Voting took place in person or online. The four projects with the most votes will be added to the City Council’s 2022-23 budget proposal. If the proposal passes, it will take effect in July, 2022.
Here are the four winners:
Security Cameras on Broadway, Amsterdam, Columbus, and Riverside Drive
This project received 672 votes to install eight security cameras on the streets listed above, to help deter crime and promote public safety. Specific locations will be determined in consultation with the NYPD. $320,000 will be allotted.
Jessie Isadore Straus School Infrastructure Improvements
P.S. 199, a K-5 elementary school at 270 West 70th Street, received 617 votes to upgrade and repair two existing student restrooms. The repair will include replacing fixtures, stalls, floor/wall tiling, and installing ADA accessibility. $300,000 will be allotted.
Greening Broadway; Trees and Tree Guards on Broadway above 72nd Street
A project to install approximately 35 trees and tree guards on the sidewalks along Broadway received 592 votes. The idea is for the trees to make Broadway a more attractive destination and offer additional shade. $250,000 will be allotted.
Center School Technology Grant
M.S. 243, a middle school serving grades 5-8 at 100 West 84th Street, received 578 votes to improve technology at the school. This project includes the purchase of 12 Promethean Boards, 30 laptops, and one laptop cart so that each classroom has a smart board and laptops connected to the smart boards. $117,000 will be allotted.
Participatory Budgeting was founded in Porto Alegre, Brazil, in 1989 to allow community members to help decide how public budgets were spent. Participatory Budgeting in NYC was founded in 2011 by four NYC Council Members, with the goal of enabling community residents here to have a voice in how the Council Members’ capital discretionary funds are spent.
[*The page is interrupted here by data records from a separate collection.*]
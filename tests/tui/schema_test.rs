//! Schema printing and schema loaded from the config file.

use crate::common::run_sqlformula;
use std::process::Command;

#[test]
fn test_print_builtin_schema() {
    let (code, stdout, _) = run_sqlformula(&["--print-schema"]);

    assert_eq!(code, 0);
    assert_eq!(
        stdout,
        "users (name, score, birthDate)\ncountries (name, population, size)\nscore (zooao)\n"
    );
}

fn run_with_config(config: &str, args: &[&str]) -> (i32, String, String) {
    let dir = tempfile::tempdir().unwrap();
    let path = dir.path().join("config.toml");
    std::fs::write(&path, config).unwrap();

    let output = Command::new(env!("CARGO_BIN_EXE_sqlformula"))
        .arg("--config")
        .arg(&path)
        .args(args)
        .env_remove("SQLFORMULA_MODE")
        .env_remove("SQLFORMULA_THEME")
        .output()
        .expect("Failed to execute command");

    (
        output.status.code().unwrap_or(-1),
        String::from_utf8_lossy(&output.stdout).to_string(),
        String::from_utf8_lossy(&output.stderr).to_string(),
    )
}

#[test]
fn test_schema_from_config() {
    let config = r#"
[schema]
orders = ["id", "total"]
"#;
    let (code, stdout, _) = run_with_config(config, &["--print-schema"]);

    assert_eq!(code, 0);
    assert_eq!(stdout, "orders (id, total)\n");
}

#[test]
fn test_config_schema_drives_hints() {
    let config = r#"
[editor]
theme = "blackboard"

[schema]
orders = ["id", "total"]
"#;
    let (code, stdout, _) = run_with_config(
        config,
        &[
            "--headless",
            "--events",
            "type:SELECT * FROM or,assert:state:hint_items=orders,assert:contains:blackboard",
        ],
    );

    assert_eq!(code, 0, "stdout: {stdout}");
}

#[test]
fn test_invalid_config_is_reported() {
    let (code, _, stderr) = run_with_config("[editor\nmode = 1", &["--print-schema"]);

    assert_eq!(code, 1);
    assert!(stderr.contains("Configuration"), "stderr: {stderr}");
}

#[test]
fn test_mode_flag_overrides_config() {
    let config = r#"
[editor]
mode = "text/x-mysql"
"#;
    let (code, stdout, _) = run_with_config(
        config,
        &[
            "--mode",
            "text/x-pgsql",
            "--headless",
            "--events",
            "assert:contains:text/x-pgsql",
        ],
    );

    assert_eq!(code, 0, "stdout: {stdout}");
}
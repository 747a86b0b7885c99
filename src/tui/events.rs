//! Terminal event polling.

use crate::error::{FormulaError, Result};
use crossterm::event::{self, Event as CrosstermEvent, KeyEvent};
use std::time::Duration;

/// Application events.
#[derive(Debug)]
pub enum Event {
    /// A key was pressed.
    Key(KeyEvent),
    /// The terminal was resized.
    Resize(u16, u16),
    /// Nothing happened within the tick rate.
    Tick,
}

/// Polls crossterm for events.
pub struct EventHandler {
    tick_rate: Duration,
}

impl EventHandler {
    pub fn new() -> Self {
        Self::with_tick_rate(Duration::from_millis(250))
    }

    pub fn with_tick_rate(tick_rate: Duration) -> Self {
        Self { tick_rate }
    }

    /// Waits up to the tick rate for the next event.
    pub fn next(&self) -> Result<Event> {
        if !event::poll(self.tick_rate)
            .map_err(|e| FormulaError::terminal(format!("Failed to poll events: {e}")))?
        {
            return Ok(Event::Tick);
        }

        let event = event::read()
            .map_err(|e| FormulaError::terminal(format!("Failed to read event: {e}")))?;

        Ok(match event {
            CrosstermEvent::Key(key) => Event::Key(key),
            CrosstermEvent::Resize(width, height) => Event::Resize(width, height),
            _ => Event::Tick,
        })
    }
}

impl Default for EventHandler {
    fn default() -> Self {
        Self::new()
    }
}
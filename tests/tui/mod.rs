pub mod headless_test;
pub mod schema_test;
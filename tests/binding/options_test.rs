//! Creation options handed to the factory.

use crate::common::RecordingFactory;
use pretty_assertions::assert_eq;
use sqlformula::binding::{BindingConfig, EditorBinding};
use sqlformula::config::EditorConfig;
use sqlformula::editor::{CursorContext, EditorOptions, MountPoint};
use sqlformula::schema::{SchemaRegistry, SchemaTable};

fn options_for(config: &BindingConfig, value: &str) -> EditorOptions {
    let factory = RecordingFactory::new();
    let mut binding = EditorBinding::new(factory.clone());
    binding.mount(MountPoint::default(), value, config).unwrap();
    let options = factory.recording.borrow().options[0].clone();
    options
}

#[test]
fn test_default_options() {
    let options = options_for(&BindingConfig::default(), "SELECT 1");
    assert_eq!(options.value, "SELECT 1");
    assert_eq!(options.mode, "text/x-mysql");
    assert_eq!(options.theme, "cobalt");
    assert!(options.indent_with_tabs);
    assert!(options.smart_indent);
    assert!(options.match_brackets);
    assert!(options.line_wrapping);
    assert!(options.autofocus);
    assert_eq!(
        options.extra_keys.get("Tab").map(String::as_str),
        Some("autocomplete")
    );
}

#[test]
fn test_complete_single_is_always_off() {
    let mut config = BindingConfig::default();
    config.editor.hint.complete_single = true;
    let options = options_for(&config, "");
    assert!(!options.hint_options.complete_single);
}

#[test]
fn test_tables_come_from_registry() {
    let registry = SchemaRegistry::from_tables(vec![SchemaTable::new("orders", ["id", "total"])])
        .unwrap();
    let config = BindingConfig::new(EditorConfig::default(), registry);
    let options = options_for(&config, "");

    assert_eq!(options.hint_options.tables.len(), 1);
    assert_eq!(
        options.hint_options.tables.get("orders"),
        Some(&vec!["id".to_string(), "total".to_string()])
    );
}

#[test]
fn test_hint_source_completes_from_registry() {
    let options = options_for(&BindingConfig::default(), "");
    let source = options.hint_options.hint.unwrap();
    let result = source.hints(&CursorContext::at_end("SELECT users.sc"));
    assert_eq!(result.list, vec!["score"]);
}

#[test]
fn test_hint_source_falls_back_to_custom_hints() {
    let options = options_for(&BindingConfig::default(), "");
    let source = options.hint_options.hint.unwrap();
    let result = source.hints(&CursorContext::at_end("SELECT * FROM users LIMIT "));
    assert_eq!(result.list, vec!["custom-hint", "abc"]);
}

#[test]
fn test_unknown_mode_is_rejected_before_construction() {
    let mut config = BindingConfig::default();
    config.editor.mode = "text/x-unknown".to_string();
    let factory = RecordingFactory::new();
    let mut binding = EditorBinding::new(factory.clone());
    assert!(binding.mount(MountPoint::default(), "", &config).is_err());
    assert_eq!(factory.recording.borrow().created(), 0);
}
“Participatory budgeting is an exciting opportunity for residents to get even more involved with local government,” CM Brewer said. “Upper West Siders are very civically engaged, and I am grateful for the support of volunteers who made this effort possible. I look forward to seeing these projects implemented and beautifying our streets and improving education and public safety.”
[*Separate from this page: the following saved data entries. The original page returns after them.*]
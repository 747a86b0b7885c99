//! Hint popup state and widget.

use super::buffer::Position;
use super::hint::HintResult;
use super::theme::Theme;
use ratatui::{
    buffer::Buffer,
    layout::Rect,
    style::{Modifier, Style},
    text::{Line, Span},
    widgets::{Block, Borders, Clear, Paragraph, Widget},
};

/// Number of rows PageUp/PageDown move the selection by.
const PAGE: usize = 5;

/// State of the hint popup.
#[derive(Debug, Default, Clone)]
pub struct HintPopupState {
    /// Whether the popup is currently visible.
    pub visible: bool,
    /// Candidates being shown.
    pub items: Vec<String>,
    /// Currently selected index.
    pub selected: usize,
    /// Replacement range of the current result.
    pub from: Position,
    pub to: Position,
}

impl HintPopupState {
    /// Shows `result`, or closes the popup when it is empty.
    pub fn open(&mut self, result: HintResult) {
        if result.is_empty() {
            self.close();
            return;
        }
        self.visible = true;
        self.items = result.list;
        self.from = result.from;
        self.to = result.to;
        self.selected = 0;
    }

    pub fn close(&mut self) {
        self.visible = false;
        self.items.clear();
        self.selected = 0;
    }

    pub fn select_previous(&mut self) {
        self.selected = self.selected.saturating_sub(1);
    }

    pub fn select_next(&mut self) {
        if !self.items.is_empty() {
            self.selected = (self.selected + 1).min(self.items.len() - 1);
        }
    }

    pub fn page_up(&mut self) {
        self.selected = self.selected.saturating_sub(PAGE);
    }

    pub fn page_down(&mut self) {
        if !self.items.is_empty() {
            self.selected = (self.selected + PAGE).min(self.items.len() - 1);
        }
    }

    pub fn select_first(&mut self) {
        self.selected = 0;
    }

    pub fn select_last(&mut self) {
        self.selected = self.items.len().saturating_sub(1);
    }

    /// Returns the currently selected candidate.
    pub fn selected_item(&self) -> Option<&str> {
        self.items.get(self.selected).map(String::as_str)
    }
}

/// Hint popup widget.
pub struct HintPopup<'a> {
    state: &'a HintPopupState,
    theme: &'a Theme,
}

impl<'a> HintPopup<'a> {
    pub fn new(state: &'a HintPopupState, theme: &'a Theme) -> Self {
        Self { state, theme }
    }

    /// Places the popup under the anchor cell, or above it when there is no
    /// room below, clamped to `bounds`.
    pub fn popup_area(&self, anchor: (u16, u16), bounds: Rect) -> Rect {
        let longest = self
            .state
            .items
            .iter()
            .map(|i| i.chars().count())
            .max()
            .unwrap_or(0) as u16;
        let width = (longest + 4).min(bounds.width).max(1);
        let height = (self.state.items.len() as u16 + 2).min(10).min(bounds.height);

        let (x, y) = anchor;
        let below = y + 1;
        let y = if below + height <= bounds.bottom() {
            below
        } else {
            y.saturating_sub(height).max(bounds.y)
        };
        let x = x.min(bounds.right().saturating_sub(width)).max(bounds.x);

        Rect::new(x, y, width, height)
    }
}

impl Widget for HintPopup<'_> {
    fn render(self, area: Rect, buf: &mut Buffer) {
        Clear.render(area, buf);

        let block = Block::default()
            .borders(Borders::ALL)
            .border_style(Style::default().fg(self.theme.popup_border))
            .style(self.theme.base());
        let inner = block.inner(area);
        block.render(area, buf);

        let rows = inner.height as usize;
        let first = self.state.selected.saturating_sub(rows.saturating_sub(1));

        for (row, (idx, item)) in self
            .state
            .items
            .iter()
            .enumerate()
            .skip(first)
            .take(rows)
            .enumerate()
        {
            let style = if idx == self.state.selected {
                self.theme
                    .base()
                    .bg(self.theme.popup_selected)
                    .add_modifier(Modifier::BOLD)
            } else {
                self.theme.base()
            };
            let line_area = Rect::new(inner.x, inner.y + row as u16, inner.width, 1);
            buf.set_style(line_area, style);
            Paragraph::new(Line::from(Span::styled(format!(" {item}"), style)))
                .render(line_area, buf);
        }
    }
}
The rich get richer. It is sad that the less wealthy schools in the area who truly need funding can’t get their acts together to submit a proposal and/or vote for it. All I hear is people complaining about equity. Here is an easy way for them to get free money and help themselves and nothing is done.
I’m also not a big fan of the tree project. I like trees as much as the next guy but I think there were bigger needs.
I agree. PS 199 organized its parent body and got the money but they are extremely well funded. It’s ridiculous
I agree too. As a former parent of PS 199 I could tell that the school is funded very well thanks to an excellent fundraising efforts. I believe same people took the opportunity to get extra funds from this project, but o can’t blame them. They are doing the best for their schools. Apparently other schools in much bigger needs couldn’t bother to lift a finger.
Also agree with Carlos about the trees. Who doesn’t like more trees, but currently there much bigger needs not addressed.
You clearly don’t like trees as much as the next 592 guys (and gals). But thanks for sharing your vote with us.
I think that I shall never see
A participatory budgeting winner less lovely than a tree
Sorry, Riverside Park and Riverside Drive are disintegrating in front of our eyes thanks to years of deferred maintenance. I’m flabbergasted that the very clear needs of the UWS’ crown jewel (sorry Central Park, the tourists have ruined it) are being whistled past.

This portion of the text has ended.